■ **Work order**
Go to the line containing "pub fn from_percent(key: impl" in the records below. Repeat it and the lines after it exactly, all the way to the end.

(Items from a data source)
◇ ◇ ◇ ◇ ◇ ◇ ◇

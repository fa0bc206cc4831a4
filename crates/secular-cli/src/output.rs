//! Output formatting utilities.

#![allow(dead_code)]

use colored::Colorize;
use serde::Serialize;
use tabled::{
    settings::{object::Columns, Alignment, Modify, Style},
    Table, Tabled,
};

use crate::cli::OutputFormat;

/// Formats and prints output based on the specified format.
pub fn print_output<T: Serialize + Tabled>(data: &[T], format: OutputFormat) -> anyhow::Result<()> {
    match format {
        OutputFormat::Table => print_table(data),
        OutputFormat::Json => print_json(data),
        OutputFormat::Csv => print_csv(data),
    }
}

/// Prints a single result.
pub fn print_single<T: Serialize>(data: &T, format: OutputFormat) -> anyhow::Result<()> {
    match format {
        OutputFormat::Table | OutputFormat::Json => {
            println!("{}", serde_json::to_string_pretty(data)?);
        }
        OutputFormat::Csv => {
            let mut wtr = csv::Writer::from_writer(std::io::stdout());
            wtr.serialize(data)?;
            wtr.flush()?;
        }
    }
    Ok(())
}

/// Prints data as a formatted table.
fn print_table<T: Tabled>(data: &[T]) -> anyhow::Result<()> {
    if data.is_empty() {
        println!("No results.");
        return Ok(());
    }

    let table = Table::new(data)
        .with(Style::rounded())
        .with(Modify::new(Columns::first()).with(Alignment::left()))
        .to_string();

    println!("{}", table);
    Ok(())
}

/// Prints data as JSON.
fn print_json<T: Serialize>(data: &[T]) -> anyhow::Result<()> {
    println!("{}", serde_json::to_string_pretty(data)?);
    Ok(())
}

/// Prints data as CSV.
fn print_csv<T: Serialize>(data: &[T]) -> anyhow::Result<()> {
    let mut wtr = csv::Writer::from_writer(std::io::stdout());
    for item in data {
        wtr.serialize(item)?;
    }
    wtr.flush()?;
    Ok(())
}

/// Formats a fraction as a percentage string.
pub fn format_percent(value: f64) -> String {
    format!("{:.2}%", value * 100.0)
}

/// Formats a return or rate value.
pub fn format_value(value: f64) -> String {
    format!("{:.4}", value)
}

/// Prints a success message.
pub fn print_success(message: &str) {
    println!("{} {}", "✓".green(), message);
}

/// Prints an error message.
pub fn print_error(message: &str) {
    eprintln!("{} {}", "✗".red(), message);
}

/// Prints a warning message.
pub fn print_warning(message: &str) {
    eprintln!("{} {}", "⚠".yellow(), message);
}

/// Prints an info message.
pub fn print_info(message: &str) {
    println!("{} {}", "ℹ".blue(), message);
}

/// Prints a header for a section.
pub fn print_header(title: &str) {
    println!("\n{}", title.bold().underline());
}

/// A key-value pair for display.
#[derive(Debug, Clone, Serialize, Tabled)]
pub struct KeyValue {
    #[tabled(rename = "Metric")]
    pub key: String,
    #[tabled(rename = "Value")]
    pub value: String,
}

impl KeyValue {
    /// Creates a new key-value pair.
    pub fn new(key: impl Into<String>, value: impl Into<String>) -> Self {
        Self {
            key: key.into(),
            value: value.into(),
        }
    }

    /// Creates a key-value pair from a float at the given precision.
    pub fn from_f64(key: impl Into<String>, value: f64, precision: usize) -> Self {
        Self {
            key: key.into(),
            value: format!("{:.prec$}", value, prec = precision),
        }
    }

    /// Creates a key-value pair formatted as a percentage.
    pub fn from_percent(key: impl Into<String>, value: f64) -> Self {
        Self {
            key: key.into(),
            value: format_percent(value),
        }
    }
}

◇ ◇ ◇ ◇ ◇ ◇ ◇

■ **Exercise solution**
    pub fn from_percent(key: impl Into<String>, value: f64) -> Self {
        Self {
            key: key.into(),
            value: format_percent(value),
        }
    }
}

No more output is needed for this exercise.